Outro combustível está na família. “Minha esposa, Inaiara, me apoia, e também quero que meu filho, Arthur, de 2 anos, conte histórias sobre mim no futuro. Eles moram na cidade e eu acabo aproveitando para treinar, pois são 33km até lá”, brinca. Juan lembra que seu envolvimento com as corridas começou aos 18 anos, quando serviu ao Exército, onde conquistou prêmios de melhor aptidão física e recebeu um convite especial.

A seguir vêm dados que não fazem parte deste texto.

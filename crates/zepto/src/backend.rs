//! Pluggable storage behind a [`crate::Router`].

use crate::error::Result;
use crate::request::Method;
use crate::table::{RouteMatch, RoutingTable};

/// What a router needs from its route storage: registration while
/// building, lookups once built.
///
/// [`RoutingTable`] is the default. A custom backend can bind parameters
/// with [`crate::Params::push`].
pub trait Backend<H>: Send + Sync {
    /// Stores `handler` for `method` and the pattern `path`.
    fn register(&mut self, method: Method, path: &str, handler: H) -> Result<()>;

    /// Finds the handler and bound parameters for a concrete path.
    fn resolve<'a>(&'a self, method: Method, path: &'a str) -> Option<RouteMatch<'a, H>>;

    /// Every registered (method, pattern) pair.
    fn routes(&self) -> Vec<(Method, String)>;

    /// Number of registered routes.
    fn len(&self) -> usize {
        self.routes().len()
    }

    /// Returns true if nothing is registered.
    fn is_empty(&self) -> bool {
        self.len() == 0
    }
}

impl<H: Send + Sync> Backend<H> for RoutingTable<H> {
    fn register(&mut self, method: Method, path: &str, handler: H) -> Result<()> {
        Self::register(self, method, path, handler)
    }

    fn resolve<'a>(&'a self, method: Method, path: &'a str) -> Option<RouteMatch<'a, H>> {
        Self::resolve(self, method, path)
    }

    fn routes(&self) -> Vec<(Method, String)> {
        Self::routes(self)
    }

    fn len(&self) -> usize {
        Self::len(self)
    }
}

“O [Marco] Farinazzo foi na prova BR 135+, precisou de apoio, recorreu ao 4º Esquadrão para correr 215km e eu aceitei. Corri 160km ao lado dele e me reencontrei nas corridas. Fiquei impressionado com o fato de atravessar a noite correndo, porque ele largou às 8h da manhã e, por volta de 1h da madrugada, continuava no mesmo ritmo – subindo e descendo montanha. Ver aquilo foi incrível para mim. Nessa hora, percebi que era isso que eu queria fazer e ser, e comecei a treinar”, revela.

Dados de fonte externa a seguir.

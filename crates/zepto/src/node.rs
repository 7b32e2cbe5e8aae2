//! Trie vertex used by [`crate::trie::ParamTrie`].

/// A vertex of the parameter trie.
///
/// Literal children live in a compact array sorted by segment text and are
/// found by binary search. At most one parametric child exists per node; it
/// is tried only after the literal children. A node carries a handler only
/// if a registered route ends exactly here.
pub(crate) struct Node<H> {
    children: Vec<(Box<str>, Node<H>)>,
    param: Option<Box<ParamChild<H>>>,
    handler: Option<H>,
}

/// The single parametric child of a node together with its bound name.
pub(crate) struct ParamChild<H> {
    pub(crate) name: Box<str>,
    pub(crate) node: Node<H>,
}

impl<H> Default for Node<H> {
    fn default() -> Self {
        Self {
            children: Vec::new(),
            param: None,
            handler: None,
        }
    }
}

impl<H> Node<H> {
    pub(crate) fn new() -> Self {
        Self::default()
    }

    fn search(&self, segment: &str) -> Result<usize, usize> {
        self.children
            .binary_search_by(|(label, _)| label.as_ref().cmp(segment))
    }

    /// Literal child labelled exactly `segment`.
    #[inline]
    pub(crate) fn child(&self, segment: &str) -> Option<&Self> {
        self.search(segment).ok().map(|idx| &self.children[idx].1)
    }

    /// Literal child labelled `segment`, created if missing.
    pub(crate) fn child_or_insert(&mut self, segment: &str) -> &mut Self {
        let idx = match self.search(segment) {
            Ok(idx) => idx,
            Err(idx) => {
                self.children.insert(idx, (segment.into(), Self::new()));
                idx
            }
        };
        &mut self.children[idx].1
    }

    #[inline]
    pub(crate) fn param(&self) -> Option<&ParamChild<H>> {
        self.param.as_deref()
    }

    /// Parametric child, created under `name` if missing.
    ///
    /// Callers check name conflicts beforehand; an existing child keeps its
    /// original name.
    pub(crate) fn param_or_insert(&mut self, name: &str) -> &mut Self {
        &mut self
            .param
            .get_or_insert_with(|| {
                Box::new(ParamChild {
                    name: name.into(),
                    node: Self::new(),
                })
            })
            .node
    }

    #[inline]
    pub(crate) fn handler(&self) -> Option<&H> {
        self.handler.as_ref()
    }

    /// Attaches `handler`, returning the one it replaced.
    pub(crate) fn set_handler(&mut self, handler: H) -> Option<H> {
        self.handler.replace(handler)
    }

    pub(crate) fn children(&self) -> impl Iterator<Item = (&str, &Self)> {
        self.children
            .iter()
            .map(|(label, node)| (label.as_ref(), node))
    }
}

Apesar de sofrer preconceito por ser tão jovem na modalidade, atleta quer chegar ao Mundial de 24 horas (Foto: arquivo pessoal)

Predestinação

De lá para cá, o sandumomense já conclui 8 ultramaratonas e faz questão de aproveitar cada oportunidade recebida. “Aprendi muito sendo pacer (o cara que dá ritmo ao atleta), tanto do Farinazzo quanto do Itamar Góes, ao lado de quem fui vice-campeão dos 281km, em 2017. Apesar de ser muito novo, já me sinto forte na modalidade, devido à visão estratégica que venho aprendendo com o doutor Reinaldo Musialowski, do Rio de Janeiro, e com o meu treinador, Luiz Bastos. Acho que tem tudo para dar certo, e me sinto predestinado. É só eu firmar nesse caminho, que dá para acontecer muita coisa boa ainda”.

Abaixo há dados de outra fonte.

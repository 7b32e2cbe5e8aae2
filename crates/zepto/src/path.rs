//! Path normalization and segment scanning.

use std::str::Split;

use crate::error::{Result, RouterError};

/// Leading character that marks a parameter segment (`/users/:id`).
pub const PARAM_MARKER: char = ':';

/// Canonicalizes a raw path.
///
/// An empty path becomes `/`, and one trailing slash is stripped unless the
/// path is the root itself. Never allocates.
///
/// # Example
///
/// ```
/// use zepto::normalize;
///
/// assert_eq!(normalize(""), "/");
/// assert_eq!(normalize("/"), "/");
/// assert_eq!(normalize("/foo/"), "/foo");
/// ```
#[must_use]
pub fn normalize(path: &str) -> &str {
    if path.is_empty() {
        return "/";
    }
    match path.strip_suffix('/') {
        Some(stripped) if !stripped.is_empty() => stripped,
        _ => path,
    }
}

/// Joins a group prefix and a sub-path, then normalizes the result.
///
/// A trailing slash on the prefix is dropped so `/api/` and `/api` nest
/// the same way.
#[must_use]
pub(crate) fn join(prefix: &str, path: &str) -> String {
    let full = format!("{}{path}", prefix.trim_end_matches('/'));
    normalize(&full).to_string()
}

/// Iterator over the slash-delimited segments of a path.
///
/// One leading slash is skipped; every other slash is a boundary, so `//`
/// yields an empty segment. The root path has no segments. Segments borrow
/// from the input; nothing is collected.
#[derive(Debug, Clone)]
pub struct Segments<'a> {
    inner: Option<Split<'a, char>>,
}

impl<'a> Segments<'a> {
    /// Starts scanning `path`.
    #[must_use]
    pub fn new(path: &'a str) -> Self {
        let rest = path.strip_prefix('/').unwrap_or(path);
        Self {
            inner: (!rest.is_empty()).then(|| rest.split('/')),
        }
    }
}

impl<'a> Iterator for Segments<'a> {
    type Item = &'a str;

    fn next(&mut self) -> Option<&'a str> {
        self.inner.as_mut()?.next()
    }
}

/// Checks the shape shared by every registered path: a leading slash and
/// no empty segment.
pub(crate) fn check_path(path: &str) -> Result<()> {
    if !path.starts_with('/') {
        return Err(RouterError::InvalidPattern(format!(
            "{path}: must start with '/'"
        )));
    }
    if Segments::new(path).any(str::is_empty) {
        return Err(RouterError::InvalidPattern(format!(
            "{path}: empty path segment"
        )));
    }
    Ok(())
}

/// One parsed segment of a route pattern.
#[derive(Debug, Clone, Copy, PartialEq, Eq)]
pub(crate) enum PatternSegment<'a> {
    /// Matches exactly this text.
    Literal(&'a str),
    /// Binds any segment under this name.
    Param(&'a str),
}

impl<'a> PatternSegment<'a> {
    fn classify(segment: &'a str) -> Self {
        segment
            .strip_prefix(PARAM_MARKER)
            .map_or(Self::Literal(segment), Self::Param)
    }
}

/// Returns true if no segment of `path` is a parameter segment.
#[must_use]
pub(crate) fn is_static(path: &str) -> bool {
    Segments::new(path).all(|segment| !segment.starts_with(PARAM_MARKER))
}

/// Splits a pattern into literal and parameter segments.
///
/// Rejects malformed paths (see [`check_path`]), parameters without a name
/// and names repeated within the pattern.
pub(crate) fn parse_pattern(pattern: &str) -> Result<Vec<PatternSegment<'_>>> {
    check_path(pattern)?;
    let mut segments = Vec::new();
    for raw in Segments::new(pattern) {
        let segment = PatternSegment::classify(raw);
        if let PatternSegment::Param(name) = segment {
            if name.is_empty() {
                return Err(RouterError::InvalidPattern(format!(
                    "{pattern}: parameter segment has no name"
                )));
            }
            if segments.contains(&segment) {
                return Err(RouterError::DuplicateParam {
                    pattern: pattern.to_string(),
                    name: name.to_string(),
                });
            }
        }
        segments.push(segment);
    }
    Ok(segments)
}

Para isso, busca derrubar uma velha barreira. “O Brasil tem uma regrinha: menino até 27, 28 anos tem que correr 21km, no máximo – sendo que, nos Estados Unidos e na Europa, garotos de 12, 13 anos já estão correndo 100km bem. Esse modismo, de só ‘poder’ correr prova curta e rápida, tem que acabar”, enfatiza.

Acreditando ser o único ultramaratonista de 25 anos no país, o mineiro se alegra por ter conhecido os santistas João Magalhães e Rodrigo Santejo, de 23 e 22 anos, recentemente. Segundo ele, os dois já correm 100km a nível nacional. “Lido muito com o preconceito, a cada competição. Sempre me falam que eu não devo correr esse tipo de prova, porque vou lesionar e coisas desse tipo. Mas, quero seguir em frente, para mudar esse pensamento. Meu maior objetivo é representar o Brasil e ser o atleta mais novo a ir para um Mundial de 24 horas – só para não falarem mais que não podemos correr longas distâncias”.